WHAT TO PRODUCE: Your task is to copy every line of the records below that contains "SystemTime".

-------- GIVEN INFORMATION --------

//! HTTP request handlers organized by domain

pub mod auth;
pub mod comments;
pub mod health;
pub mod notifications;
pub mod users;
pub mod videos;
//! Domain error types

mod domain_error;

pub use domain_error::DomainError;
// ============================================================================
// Comment Tests
// ============================================================================

#[tokio::test]
async fn test_comment_thread_flow() {
    if !check_test_env().await {
        return;
    }

    let server = TestServer::start().await.expect("Failed to start server");
    let pool = test_pool().await.expect("Failed to connect pool");

    let owner = register(&server).await;
    let commenter = register(&server).await;
    let video_id = seed_video(&pool, &owner.user.id).await.unwrap();
    let path = format!("/api/v1/videos/{video_id}/comments");

    // Top-level comment
    let response = server
        .post_auth(
            &path,
            &commenter.access_token,
            &CreateCommentRequest::simple("Great upload!"),
        )
        .await
        .unwrap();
    let comment: CommentResponse = assert_json(response, StatusCode::CREATED).await.unwrap();
    assert_eq!(comment.text, "Great upload!");
    assert!(comment.parent_id.is_none());

    // Owner replies
    let response = server
        .post_auth(
            &path,
            &owner.access_token,
            &CreateCommentRequest::reply("Thanks!", &comment.id),
        )
        .await
        .unwrap();
    let reply: CommentResponse = assert_json(response, StatusCode::CREATED).await.unwrap();
    assert_eq!(reply.parent_id.as_deref(), Some(comment.id.as_str()));

    // Listing returns the thread with the reply nested
    let response = server.get(&path).await.unwrap();
    let threads: Vec<CommentResponse> = assert_json(response, StatusCode::OK).await.unwrap();
    assert_eq!(threads.len(), 1);
    assert_eq!(threads[0].id, comment.id);
    assert_eq!(threads[0].replies.len(), 1);
    assert_eq!(threads[0].replies[0].id, reply.id);

    // Replies count toward the thread, not the video counter
    let response = server
        .get(&format!("/api/v1/videos/{video_id}"))
        .await
        .unwrap();
    let video: VideoResponse = assert_json(response, StatusCode::OK).await.unwrap();
    assert_eq!(video.comments_count, 1);
}

#[tokio::test]
async fn test_comment_like_toggle() {
    if !check_test_env().await {
        return;
    }

    let server = TestServer::start().await.expect("Failed to start server");
    let pool = test_pool().await.expect("Failed to connect pool");

    let owner = register(&server).await;
    let viewer = register(&server).await;
    let video_id = seed_video(&pool, &owner.user.id).await.unwrap();

    let response = server
        .post_auth(
            &format!("/api/v1/videos/{video_id}/comments"),
            &owner.access_token,
            &CreateCommentRequest::simple("First!"),
        )
        .await
        .unwrap();
    let comment: CommentResponse = assert_json(response, StatusCode::CREATED).await.unwrap();

    let like_path = format!("/api/v1/comments/{}/like", comment.id);

    let response = server
        .put_auth(&like_path, &viewer.access_token, &())
        .await
        .unwrap();
    let state: CommentLikeResponse = assert_json(response, StatusCode::OK).await.unwrap();
    assert!(state.liked);
    assert_eq!(state.likes, 1);

    let response = server
        .put_auth(&like_path, &viewer.access_token, &())
        .await
        .unwrap();
    let state: CommentLikeResponse = assert_json(response, StatusCode::OK).await.unwrap();
    assert!(!state.liked);
    assert_eq!(state.likes, 0);
}

#[tokio::test]
async fn test_comment_pin_requires_video_owner() {
    if !check_test_env().await {
        return;
    }

    let server = TestServer::start().await.expect("Failed to start server");
    let pool = test_pool().await.expect("Failed to connect pool");

    let owner = register(&server).await;
    let commenter = register(&server).await;
    let video_id = seed_video(&pool, &owner.user.id).await.unwrap();

    let response = server
        .post_auth(
            &format!("/api/v1/videos/{video_id}/comments"),
            &commenter.access_token,
            &CreateCommentRequest::simple("Pin me"),
        )
        .await
        .unwrap();
    let comment: CommentResponse = assert_json(response, StatusCode::CREATED).await.unwrap();

    let pin_path = format!("/api/v1/comments/{}/pin", comment.id);

    // The comment author is not the video owner
    let response = server
        .put_auth(&pin_path, &commenter.access_token, &())
        .await
        .unwrap();
    assert_status(response, StatusCode::FORBIDDEN).await.unwrap();

    // The video owner pins
    let response = server
        .put_auth(&pin_path, &owner.access_token, &())
        .await
        .unwrap();
    let state: CommentPinResponse = assert_json(response, StatusCode::OK).await.unwrap();
    assert!(state.pinned);

    // Pinned comment sorts first
    let response = server
        .get(&format!("/api/v1/videos/{video_id}/comments"))
        .await
        .unwrap();
    let threads: Vec<CommentResponse> = assert_json(response, StatusCode::OK).await.unwrap();
    assert!(threads[0].pinned);
}

#[tokio::test]
async fn test_comment_delete_enforces_authorship() {
    if !check_test_env().await {
        return;
    }

    let server = TestServer::start().await.expect("Failed to start server");
    let pool = test_pool().await.expect("Failed to connect pool");

    let owner = register(&server).await;
    let commenter = register(&server).await;
    let stranger = register(&server).await;
    let video_id = seed_video(&pool, &owner.user.id).await.unwrap();

    let response = server
        .post_auth(
            &format!("/api/v1/videos/{video_id}/comments"),
            &commenter.access_token,
            &CreateCommentRequest::simple("Delete me"),
        )
        .await
        .unwrap();
    let comment: CommentResponse = assert_json(response, StatusCode::CREATED).await.unwrap();

    let path = format!("/api/v1/comments/{}", comment.id);

    let response = server
        .delete_auth(&path, &stranger.access_token)
        .await
        .unwrap();
    assert_status(response, StatusCode::FORBIDDEN).await.unwrap();

    // Owning the video grants no delete rights either
    let response = server
        .delete_auth(&path, &owner.access_token)
        .await
        .unwrap();
    assert_status(response, StatusCode::FORBIDDEN).await.unwrap();

    // Author deletes
    let response = server
        .delete_auth(&path, &commenter.access_token)
        .await
        .unwrap();
    assert_status(response, StatusCode::NO_CONTENT)
        .await
        .unwrap();
}

// ============================================================================
// Subscription Tests
// ============================================================================

#[tokio::test]
async fn test_subscription_toggle() {
    if !check_test_env().await {
        return;
    }

    let server = TestServer::start().await.expect("Failed to start server");

    let channel = register(&server).await;
    let fan = register(&server).await;
    let path = format!("/api/v1/users/{}/subscription", channel.user.id);

    let response = server.put_auth(&path, &fan.access_token, &()).await.unwrap();
    let state: SubscriptionResponse = assert_json(response, StatusCode::OK).await.unwrap();
    assert!(state.subscribed);
    assert_eq!(state.subscribers, 1);

    // Channel shows up in the fan's subscriptions
    let response = server
        .get_auth("/api/v1/users/@me/subscriptions", &fan.access_token)
        .await
        .unwrap();
    let channels: Vec<UserResponse> = assert_json(response, StatusCode::OK).await.unwrap();
    assert!(channels.iter().any(|c| c.id == channel.user.id));

    // Second toggle unsubscribes
    let response = server.put_auth(&path, &fan.access_token, &()).await.unwrap();
    let state: SubscriptionResponse = assert_json(response, StatusCode::OK).await.unwrap();
    assert!(!state.subscribed);
    assert_eq!(state.subscribers, 0);
}

#[tokio::test]
async fn test_self_subscription_rejected() {
    if !check_test_env().await {
        return;
    }

    let server = TestServer::start().await.expect("Failed to start server");
    let channel = register(&server).await;

    let response = server
        .put_auth(
            &format!("/api/v1/users/{}/subscription", channel.user.id),
            &channel.access_token,
            &(),
        )
        .await
        .unwrap();
    let error: ErrorResponse = assert_json(response, StatusCode::BAD_REQUEST)
        .await
        .unwrap();
    assert_eq!(error.error.code, "SELF_SUBSCRIPTION");
}

// ============================================================================
// Notification Tests
// ============================================================================

#[tokio::test]
async fn test_notifications_flow() {
    if !check_test_env().await {
        return;
    }

    let server = TestServer::start().await.expect("Failed to start server");

    let channel = register(&server).await;
    let fan = register(&server).await;

    // Fan subscribes, channel gets a notification
    server
        .put_auth(
            &format!("/api/v1/users/{}/subscription", channel.user.id),
            &fan.access_token,
            &(),
        )
        .await
        .unwrap();

    let response = server
        .get_auth(
            "/api/v1/notifications/unread-count",
            &channel.access_token,
        )
        .await
        .unwrap();
    let badge: UnreadCountResponse = assert_json(response, StatusCode::OK).await.unwrap();
    assert_eq!(badge.unread, 1);

    // The badge also rides on the profile payload
    let response = server
        .get_auth("/api/v1/users/@me", &channel.access_token)
        .await
        .unwrap();
    let profile: UserResponse = assert_json(response, StatusCode::OK).await.unwrap();
    assert_eq!(profile.unread, 1);

    // Listing the inbox marks everything read
    let response = server
        .get_auth("/api/v1/notifications", &channel.access_token)
        .await
        .unwrap();
    let notifications: Vec<NotificationResponse> =
        assert_json(response, StatusCode::OK).await.unwrap();
    assert_eq!(notifications.len(), 1);
    assert_eq!(notifications[0].kind, "subscribe");
    assert_eq!(notifications[0].origin_id, fan.user.id);

    let response = server
        .get_auth(
            "/api/v1/notifications/unread-count",
            &channel.access_token,
        )
        .await
        .unwrap();
    let badge: UnreadCountResponse = assert_json(response, StatusCode::OK).await.unwrap();
    assert_eq!(badge.unread, 0);
}

// ============================================================================
// Report Tests
// ============================================================================

#[tokio::test]
async fn test_create_report() {
    if !check_test_env().await {
        return;
    }

    let server = TestServer::start().await.expect("Failed to start server");
    let pool = test_pool().await.expect("Failed to connect pool");

    let owner = register(&server).await;
    let reporter = register(&server).await;
    let video_id = seed_video(&pool, &owner.user.id).await.unwrap();

    let response = server
        .post_auth(
            &format!("/api/v1/videos/{video_id}/reports"),
            &reporter.access_token,
            &CreateReportRequest::spam(),
        )
        .await
        .unwrap();
    assert_status(response, StatusCode::CREATED).await.unwrap();
}
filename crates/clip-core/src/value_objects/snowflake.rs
//! Snowflake ID - 64-bit time-ordered unique identifier
//!
//! Layout:
//! - Bits 63-22: milliseconds since the custom epoch
//! - Bits 21-12: worker ID (0-1023)
//! - Bits 11-0:  per-millisecond sequence (0-4095)

use serde::{Deserialize, Deserializer, Serialize, Serializer};
use std::fmt;
use std::sync::Mutex;
use std::time::{SystemTime, UNIX_EPOCH};

/// Time-ordered 64-bit ID used for every row the platform creates.
#[derive(Debug, Clone, Copy, PartialEq, Eq, PartialOrd, Ord, Hash, Default)]
pub struct Snowflake(i64);

impl Snowflake {
    /// Custom epoch: 2023-01-01 00:00:00 UTC (milliseconds)
    pub const EPOCH: i64 = 1672531200000;

    /// Create a new Snowflake from a raw i64 value
    #[inline]
    pub const fn new(id: i64) -> Self {
        Self(id)
    }

    /// Get the inner i64 value
    #[inline]
    pub const fn into_inner(self) -> i64 {
        self.0
    }

    /// Check if the Snowflake is zero (uninitialized)
    #[inline]
    pub const fn is_zero(&self) -> bool {
        self.0 == 0
    }

    /// Extract the creation timestamp (milliseconds since Unix epoch)
    #[inline]
    pub fn timestamp(&self) -> i64 {
        (self.0 >> 22) + Self::EPOCH
    }

    /// Extract the worker ID (0-1023)
    #[inline]
    pub fn worker_id(&self) -> u16 {
        ((self.0 >> 12) & 0x3FF) as u16
    }

    /// Convert the embedded timestamp to a `DateTime<Utc>`
    pub fn created_at(&self) -> chrono::DateTime<chrono::Utc> {
        use chrono::{TimeZone, Utc};
        Utc.timestamp_millis_opt(self.timestamp())
            .single()
            .unwrap_or_else(|| Utc.timestamp_millis_opt(0).unwrap())
    }

    /// Parse from string representation
    pub fn parse(s: &str) -> Result<Self, SnowflakeParseError> {
        s.parse::<i64>()
            .map(Snowflake)
            .map_err(|_| SnowflakeParseError::InvalidFormat)
    }
}

/// Error when parsing a Snowflake from string
#[derive(Debug, Clone, Copy, PartialEq, Eq, thiserror::Error)]
pub enum SnowflakeParseError {
    #[error("invalid snowflake format")]
    InvalidFormat,
}

impl fmt::Display for Snowflake {
    fn fmt(&self, f: &mut fmt::Formatter<'_>) -> fmt::Result {
        write!(f, "{}", self.0)
    }
}

impl From<i64> for Snowflake {
    fn from(id: i64) -> Self {
        Self(id)
    }
}

impl From<Snowflake> for i64 {
    fn from(id: Snowflake) -> Self {
        id.0
    }
}

impl std::str::FromStr for Snowflake {
    type Err = SnowflakeParseError;

    fn from_str(s: &str) -> Result<Self, Self::Err> {
        Snowflake::parse(s)
    }
}

// Serialized as a string in JSON so JavaScript clients never lose precision.
impl Serialize for Snowflake {
    fn serialize<S>(&self, serializer: S) -> Result<S::Ok, S::Error>
    where
        S: Serializer,
    {
        serializer.serialize_str(&self.0.to_string())
    }
}

impl<'de> Deserialize<'de> for Snowflake {
    fn deserialize<D>(deserializer: D) -> Result<Self, D::Error>
    where
        D: Deserializer<'de>,
    {
        use serde::de::{self, Visitor};

        struct SnowflakeVisitor;

        impl<'de> Visitor<'de> for SnowflakeVisitor {
            type Value = Snowflake;

            fn expecting(&self, formatter: &mut fmt::Formatter) -> fmt::Result {
                formatter.write_str("a string or integer snowflake ID")
            }

            fn visit_i64<E>(self, value: i64) -> Result<Snowflake, E>
            where
                E: de::Error,
            {
                Ok(Snowflake(value))
            }

            fn visit_u64<E>(self, value: u64) -> Result<Snowflake, E>
            where
                E: de::Error,
            {
                Ok(Snowflake(value as i64))
            }

            fn visit_str<E>(self, value: &str) -> Result<Snowflake, E>
            where
                E: de::Error,
            {
                value
                    .parse::<i64>()
                    .map(Snowflake)
                    .map_err(|_| de::Error::custom("invalid snowflake string"))
            }
        }

        deserializer.deserialize_any(SnowflakeVisitor)
    }
}

/// Thread-safe Snowflake ID generator.
///
/// Up to 4096 IDs per millisecond per worker. A mutex over the
/// (timestamp, sequence) pair keeps generation simple and strictly monotonic.
pub struct SnowflakeGenerator {
    worker_id: u16,
    state: Mutex<GeneratorState>,
}

struct GeneratorState {
    last_timestamp: i64,
    sequence: i64,
}

impl SnowflakeGenerator {
    /// Create a new generator with the given worker ID
    ///
    /// # Panics
    /// Panics if `worker_id` >= 1024
    pub fn new(worker_id: u16) -> Self {
        assert!(worker_id < 1024, "Worker ID must be < 1024");
        Self {
            worker_id,
            state: Mutex::new(GeneratorState {
                last_timestamp: 0,
                sequence: 0,
            }),
        }
    }

    /// Generate a new unique Snowflake ID
    pub fn generate(&self) -> Snowflake {
        let mut state = self.state.lock().unwrap_or_else(std::sync::PoisonError::into_inner);

        let mut timestamp = current_millis();
        if timestamp < state.last_timestamp {
            // Clock moved backwards; reuse the last timestamp so IDs stay ordered
            timestamp = state.last_timestamp;
        }

        if timestamp == state.last_timestamp {
            state.sequence = (state.sequence + 1) & 0xFFF;
            if state.sequence == 0 {
                // Sequence exhausted for this millisecond, wait out the tick
                while current_millis() <= state.last_timestamp {
                    std::hint::spin_loop();
                }
                timestamp = current_millis();
            }
        } else {
            state.sequence = 0;
        }
        state.last_timestamp = timestamp;

        let id = ((timestamp - Snowflake::EPOCH) << 22)
            | (i64::from(self.worker_id) << 12)
            | state.sequence;
        Snowflake::new(id)
    }

    /// Get the worker ID of this generator
    pub fn worker_id(&self) -> u16 {
        self.worker_id
    }
}

impl Default for SnowflakeGenerator {
    fn default() -> Self {
        Self::new(0)
    }
}

#[inline]
fn current_millis() -> i64 {
    SystemTime::now()
        .duration_since(UNIX_EPOCH)
        .map(|d| d.as_millis() as i64)
        .unwrap_or(0)
}
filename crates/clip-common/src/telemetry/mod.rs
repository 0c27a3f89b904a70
//! Telemetry and tracing setup

mod tracing_setup;

pub use tracing_setup::{
    init_tracing, init_tracing_with_config, try_init_tracing, try_init_tracing_with_config,
    TracingConfig, TracingError,
};
//! Notification entity - per-user inbox entries written by engagement fan-out

use chrono::{DateTime, Utc};

use crate::value_objects::Snowflake;

/// What triggered the notification
#[derive(Debug, Clone, Copy, PartialEq, Eq)]
pub enum NotificationKind {
    /// Someone commented on the recipient's video
    Comment,
    /// Someone subscribed to the recipient's channel
    Subscribe,
}

impl NotificationKind {
    /// Storage/wire encoding
    pub const fn as_str(self) -> &'static str {
        match self {
            Self::Comment => "comment",
            Self::Subscribe => "subscribe",
        }
    }

    /// Decode from the storage encoding
    pub fn from_str(s: &str) -> Option<Self> {
        match s {
            "comment" => Some(Self::Comment),
            "subscribe" => Some(Self::Subscribe),
            _ => None,
        }
    }
}

/// Notification entity
///
/// Written only as a side effect of other mutations, inside the same
/// transaction. A user never receives a notification about their own action.
#[derive(Debug, Clone, PartialEq, Eq)]
pub struct Notification {
    pub id: Snowflake,
    pub recipient_id: Snowflake,
    pub origin_id: Snowflake,
    pub kind: NotificationKind,
    pub video_id: Option<Snowflake>,
    pub read: bool,
    pub created_at: DateTime<Utc>,
}

impl Notification {
    /// Create an unread notification
    pub fn new(
        id: Snowflake,
        recipient_id: Snowflake,
        origin_id: Snowflake,
        kind: NotificationKind,
        video_id: Option<Snowflake>,
    ) -> Self {
        Self {
            id,
            recipient_id,
            origin_id,
            kind,
            video_id,
            read: false,
            created_at: Utc::now(),
        }
    }

    /// Self-notifications are suppressed at fan-out time
    #[inline]
    pub fn is_self_directed(&self) -> bool {
        self.recipient_id == self.origin_id
    }
}

#[cfg(test)]
mod tests {
    use super::*;

    #[test]
    fn kind_encoding_roundtrip() {
        assert_eq!(NotificationKind::from_str("comment"), Some(NotificationKind::Comment));
        assert_eq!(NotificationKind::from_str("subscribe"), Some(NotificationKind::Subscribe));
        assert_eq!(NotificationKind::from_str("unknown"), None);
        assert_eq!(NotificationKind::Comment.as_str(), "comment");
    }

    #[test]
    fn detects_self_directed() {
        let n = Notification::new(
            Snowflake::new(1),
            Snowflake::new(7),
            Snowflake::new(7),
            NotificationKind::Subscribe,
            None,
        );
        assert!(n.is_self_directed());
        assert!(!n.read);
    }
}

--------

WRITTEN REPLY:
use std::time::{SystemTime, UNIX_EPOCH};
    SystemTime::now()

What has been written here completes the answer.